Article 2 : En ce qui concerne la charge n° 2, M. X est constitué débiteur du département des Alpes-Maritimes au titre de l’exercice 2011 pour la somme de 1 524,36 € (mille cinq cent vingt-quatre euros et trente-six centimes) augmentée des intérêts de droit calculés à compter du 14 janvier 2017.
Article 3 : En ce qui concerne la charge n° 3, M. Y est constitué débiteur du département des Alpes-Maritimes au titre de l’exercice 2013 pour la somme de 1 188,28 € (mille cinq quatre-vingt-huit euros et vingt-huit centimes) augmentée des intérêts de droit calculés à compter du 13 janvier 2017.

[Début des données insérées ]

//! Prediction models
//!
//! - Typed feature resolution from aggregator output
//! - Five component predictors (form, track, market, human, health)
//! - Weighted ensemble with confidence and explanations
//! - Probability calibration (power law, logit shift, market blend)
//! - Offline calibration fitting by grid search
//! - Place probability derivation

pub mod calibration;
pub mod components;
pub mod ensemble;
pub mod features;
pub mod fitting;
pub mod place;

#[cfg(test)]
mod tests;

pub use calibration::{CalibrationHandle, CalibrationMethod, CalibrationModel, Calibrator};
pub use components::{ComponentKind, ComponentPrediction, ComponentPredictor};
pub use ensemble::{CombinedPrediction, EnsembleCombiner, Explanation, Verdict};
pub use features::EntrantFeatures;
pub use fitting::HistoricalEvent;
pub use place::PlaceDeriver;
//! Offline calibration fitting
//!
//! Pure grid search over a single calibration parameter. Deterministic: the
//! same history always yields the same parameter, and ties go to the first
//! grid value in ascending order.

use super::calibration::{normalize, CalibrationMethod, CalibrationModel};
use super::components::sigmoid;
use crate::error::{EngineError, Result};
use chrono::Utc;
use serde::{Deserialize, Serialize};
use tracing::{debug, warn};

/// One settled event: raw model probabilities and who won
#[derive(Debug, Clone, PartialEq, Serialize, Deserialize)]
pub struct HistoricalEvent {
    pub event_id: String,
    pub probabilities: Vec<f64>,
    pub winners: Vec<bool>,
}

impl HistoricalEvent {
    fn is_usable(&self) -> bool {
        !self.probabilities.is_empty() && self.probabilities.len() == self.winners.len()
    }
}

/// Inclusive grid `start, start + step, ..., end`, rounded to `decimals`
pub fn grid(start: f64, end: f64, step: f64, decimals: i32) -> Vec<f64> {
    let scale = 10f64.powi(decimals);
    let steps = ((end - start) / step).round() as i64;
    (0..=steps)
        .map(|i| ((start + step * i as f64) * scale).round() / scale)
        .collect()
}

/// Exponent grid for the power law
pub fn power_law_grid() -> Vec<f64> {
    grid(0.5, 1.1, 0.05, 2)
}

/// Shift grid for the logit shift
pub fn logit_shift_grid() -> Vec<f64> {
    grid(-2.0, 1.0, 0.1, 1)
}

/// Return the grid value minimising `objective`, with its objective value.
/// Non-finite objective values are never selected.
pub fn grid_search<F>(grid: &[f64], objective: F) -> Option<(f64, f64)>
where
    F: Fn(f64) -> f64,
{
    let mut best: Option<(f64, f64)> = None;
    for &value in grid {
        let score = objective(value);
        if !score.is_finite() {
            continue;
        }
        match best {
            Some((_, best_score)) if score >= best_score => {}
            _ => best = Some((value, score)),
        }
    }
    best
}

fn brier(probs: &[f64], winners: &[bool]) -> f64 {
    let n = probs.len() as f64;
    probs
        .iter()
        .zip(winners)
        .map(|(p, w)| (p - if *w { 1.0 } else { 0.0 }).powi(2))
        .sum::<f64>()
        / n
}

/// Mean over events of the per-event Brier score after power-law
/// transform and per-event renormalization
pub fn power_law_objective(events: &[HistoricalEvent], exponent: f64) -> f64 {
    let scores: Vec<f64> = events
        .iter()
        .map(|e| {
            let transformed: Vec<f64> = e
                .probabilities
                .iter()
                .map(|p| p.max(0.0).powf(exponent))
                .collect();
            brier(&normalize(&transformed), &e.winners)
        })
        .collect();
    scores.iter().sum::<f64>() / scores.len() as f64
}

/// Brier score over all flattened (probability, outcome) pairs after a
/// logit shift, without renormalization
pub fn logit_shift_objective(events: &[HistoricalEvent], shift: f64) -> f64 {
    let mut total = 0.0;
    let mut count = 0usize;
    for event in events {
        for (p, won) in event.probabilities.iter().zip(&event.winners) {
            let p = p.clamp(0.001, 0.999);
            let shifted = sigmoid((p / (1.0 - p)).ln() + shift);
            total += (shifted - if *won { 1.0 } else { 0.0 }).powi(2);
            count += 1;
        }
    }
    total / count as f64
}

/// Fit `method` on `history`, starting from `base` for the other parameters
pub fn fit(
    method: CalibrationMethod,
    base: &CalibrationModel,
    history: &[HistoricalEvent],
) -> Result<CalibrationModel> {
    if method == CalibrationMethod::MarketAdjusted {
        return Err(EngineError::Configuration(
            "market_adjusted uses a fixed market weight and has nothing to fit".to_string(),
        ));
    }

    let usable: Vec<HistoricalEvent> = history.iter().filter(|e| e.is_usable()).cloned().collect();
    if usable.len() < history.len() {
        warn!(
            skipped = history.len() - usable.len(),
            "Skipping malformed historical events"
        );
    }
    if usable.is_empty() {
        return Err(EngineError::InsufficientData(
            "no settled events to fit calibration on".to_string(),
        ));
    }

    let samples: usize = usable.iter().map(|e| e.probabilities.len()).sum();
    let mut model = base.clone();
    model.method = method;

    let best = match method {
        CalibrationMethod::PowerLaw => {
            grid_search(&power_law_grid(), |k| power_law_objective(&usable, k))
        }
        CalibrationMethod::LogitShift => {
            grid_search(&logit_shift_grid(), |s| logit_shift_objective(&usable, s))
        }
        CalibrationMethod::MarketAdjusted => None,
    };
    let (value, score) = best.ok_or_else(|| {
        EngineError::InsufficientData("calibration objective undefined on history".to_string())
    })?;

    match method {
        CalibrationMethod::PowerLaw => model.power_exponent = value,
        CalibrationMethod::LogitShift => model.logit_shift = value,
        CalibrationMethod::MarketAdjusted => {}
    }
    model.brier_score = Some(score);
    model.samples = samples;
    model.fitted_at = Some(Utc::now());

    debug!(method = %method, value, score, events = usable.len(), "Grid search complete");
    Ok(model)
}
//! Typed entrant features
//!
//! The aggregator hands over a loose name → value map. It is resolved once
//! into [`EntrantFeatures`], a struct of optional signals. Each component
//! predictor owns its own default table for the signals it reads.

use crate::types::RawFeatureMap;
use serde::{Deserialize, Serialize};

/// Resolved per-entrant signals. `None` means the aggregator did not supply it.
#[derive(Debug, Clone, Default, PartialEq, Serialize, Deserialize)]
pub struct EntrantFeatures {
    // Form
    pub last_5_avg: Option<f64>,
    pub consistency_score: Option<f64>,
    pub momentum_score: Option<f64>,
    pub win_rate: Option<f64>,
    pub place_rate: Option<f64>,
    pub recent_win_rate: Option<f64>,
    /// Positive means finishing worse over recent starts
    pub form_trend: Option<f64>,
    pub form_available: Option<bool>,

    // Track and distance
    pub track_score: Option<f64>,
    pub distance_score: Option<f64>,
    pub track_distance_synergy: Option<f64>,
    pub draw_score: Option<f64>,
    pub track_experience: Option<f64>,
    pub track_favorite: Option<bool>,
    pub track_win_rate: Option<f64>,
    pub distance_specialist: Option<bool>,
    pub draw: Option<f64>,
    pub outside_draw: Option<bool>,

    // Market
    pub odds_score: Option<f64>,
    pub market_support: Option<f64>,
    pub implied_prob: Option<f64>,
    pub current_odds: Option<f64>,
    pub is_favorite: Option<bool>,
    pub odds_available: Option<bool>,

    // Human
    pub jockey_score: Option<f64>,
    pub trainer_score: Option<f64>,
    pub jt_synergy_score: Option<f64>,
    pub jt_synergy: Option<f64>,
    pub jt_combo_win_rate: Option<f64>,

    // Health
    pub fitness_health_score: Option<f64>,
    pub preparation_score: Option<f64>,
    pub first_up: Option<bool>,
    pub weight_score: Option<f64>,
    pub days_since_last_race: Option<f64>,
    pub vet_clear: Option<bool>,
    pub vet_concerns: Option<f64>,
    pub injury_history: Option<bool>,
    pub injury_count: Option<f64>,
    pub is_heavy_weight: Option<bool>,
    pub weight: Option<f64>,
    pub trial_win: Option<bool>,
}

impl EntrantFeatures {
    /// Resolve a raw feature map. Unknown keys are ignored; values of the
    /// wrong type are treated as absent.
    pub fn from_raw(raw: &RawFeatureMap) -> Self {
        let num = |key: &str| raw.get(key).and_then(|v| v.as_f64());
        let flag = |key: &str| raw.get(key).and_then(|v| v.as_bool());

        Self {
            last_5_avg: num("last_5_avg"),
            consistency_score: num("consistency_score"),
            momentum_score: num("momentum_score"),
            win_rate: num("win_rate"),
            place_rate: num("place_rate"),
            recent_win_rate: num("recent_win_rate"),
            form_trend: num("form_trend"),
            form_available: flag("form_available"),

            track_score: num("track_score"),
            distance_score: num("distance_score"),
            track_distance_synergy: num("track_distance_synergy"),
            draw_score: num("draw_score"),
            track_experience: num("track_experience"),
            track_favorite: flag("track_favorite"),
            track_win_rate: num("track_win_rate"),
            distance_specialist: flag("distance_specialist"),
            draw: num("draw"),
            outside_draw: flag("outside_draw"),

            odds_score: num("odds_score"),
            market_support: num("market_support"),
            implied_prob: num("implied_prob"),
            current_odds: num("current_odds"),
            is_favorite: flag("is_favorite"),
            odds_available: flag("odds_available"),

            jockey_score: num("jockey_score"),
            trainer_score: num("trainer_score"),
            jt_synergy_score: num("jt_synergy_score"),
            jt_synergy: num("jt_synergy"),
            jt_combo_win_rate: num("jt_combo_win_rate"),

            fitness_health_score: num("fitness_health_score"),
            preparation_score: num("preparation_score"),
            first_up: flag("first_up_flag"),
            weight_score: num("weight_score"),
            days_since_last_race: num("days_since_last_race"),
            vet_clear: flag("vet_clear"),
            vet_concerns: num("vet_concerns"),
            injury_history: flag("injury_history"),
            injury_count: num("injury_count"),
            is_heavy_weight: flag("is_heavy_weight"),
            weight: num("weight"),
            trial_win: flag("trial_win"),
        }
    }

    /// Fill market signals from live odds when the aggregator did not
    pub fn with_odds(mut self, win_odds: Option<f64>) -> Self {
        if let Some(odds) = win_odds.filter(|o| o.is_finite() && *o > 1.0) {
            self.current_odds.get_or_insert(odds);
            self.implied_prob.get_or_insert(1.0 / odds);
            self.odds_available.get_or_insert(true);
        }
        self
    }

    /// Decimal odds to use for market-aware steps
    pub fn odds(&self) -> Option<f64> {
        self.current_odds.filter(|o| o.is_finite() && *o > 1.0)
    }
}

/// Data completeness factors feeding the confidence estimate
pub(crate) fn completeness_factors(features: &EntrantFeatures) -> [f64; 5] {
    let flag = |v: Option<bool>, default: f64| {
        v.map(|b| if b { 1.0 } else { 0.0 }).unwrap_or(default)
    };
    [
        flag(features.form_available, 0.0),
        if features.track_experience.unwrap_or(0.0) > 0.0 { 1.0 } else { 0.5 },
        flag(features.odds_available, 0.0),
        if features.jockey_score.unwrap_or(50.0) > 40.0 { 1.0 } else { 0.6 },
        flag(features.vet_clear, 1.0),
    ]
}

#[cfg(test)]
mod tests {
    use super::*;
    use crate::types::FeatureValue;

    fn raw(pairs: &[(&str, FeatureValue)]) -> RawFeatureMap {
        pairs.iter().map(|(k, v)| (k.to_string(), v.clone())).collect()
    }

    #[test]
    fn test_from_raw_resolves_known_keys() {
        let map = raw(&[
            ("last_5_avg", FeatureValue::Number(2.4)),
            ("first_up_flag", FeatureValue::Flag(true)),
            ("jockey", FeatureValue::Text("Z Purton".into())),
            ("mystery_signal", FeatureValue::Number(9.0)),
        ]);
        let features = EntrantFeatures::from_raw(&map);
        assert_eq!(features.last_5_avg, Some(2.4));
        assert_eq!(features.first_up, Some(true));
        assert_eq!(features.jockey_score, None);
    }

    #[test]
    fn test_wrong_type_is_absent() {
        let map = raw(&[("track_score", FeatureValue::Text("good".into()))]);
        assert_eq!(EntrantFeatures::from_raw(&map).track_score, None);
    }

    #[test]
    fn test_with_odds_fills_market_signals() {
        let features = EntrantFeatures::default().with_odds(Some(4.0));
        assert_eq!(features.current_odds, Some(4.0));
        assert_eq!(features.implied_prob, Some(0.25));
        assert_eq!(features.odds_available, Some(true));

        // Supplied values win
        let features = EntrantFeatures {
            implied_prob: Some(0.3),
            ..Default::default()
        }
        .with_odds(Some(4.0));
        assert_eq!(features.implied_prob, Some(0.3));

        // Invalid odds ignored
        let features = EntrantFeatures::default().with_odds(Some(0.9));
        assert_eq!(features.odds(), None);
    }

    #[test]
    fn test_completeness_defaults() {
        let factors = completeness_factors(&EntrantFeatures::default());
        assert_eq!(factors, [0.0, 0.5, 0.0, 1.0, 1.0]);
    }
}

Article 4 : En ce qui concerne la charge n° 4, M. X est constitué débiteur du département des Alpes-Maritimes au titre de l’exercice 2013 pour la somme de 17 877,67 € (dix-sept mille huit cent soixante-dix-sept euros et soixante-sept centimes) augmentée des intérêts de droit calculés à compter du 14 janvier 2017.
Article 5 : En ce qui concerne la charge n° 5, il n’y a pas lieu de constituer M. Y en débet ni de mettre à sa charge une somme non rémissible au titre de sa gestion de l’exercice 2014.
Article 6 : En ce qui concerne la charge n° 6, M. Y est constitué débiteur du département des Alpes-Maritimes au titre de l’exercice 2013 pour la somme de 8 250 € (huit mille deux cent cinquante euros) augmentée des intérêts de droit calculés à compter du 13 janvier 2017.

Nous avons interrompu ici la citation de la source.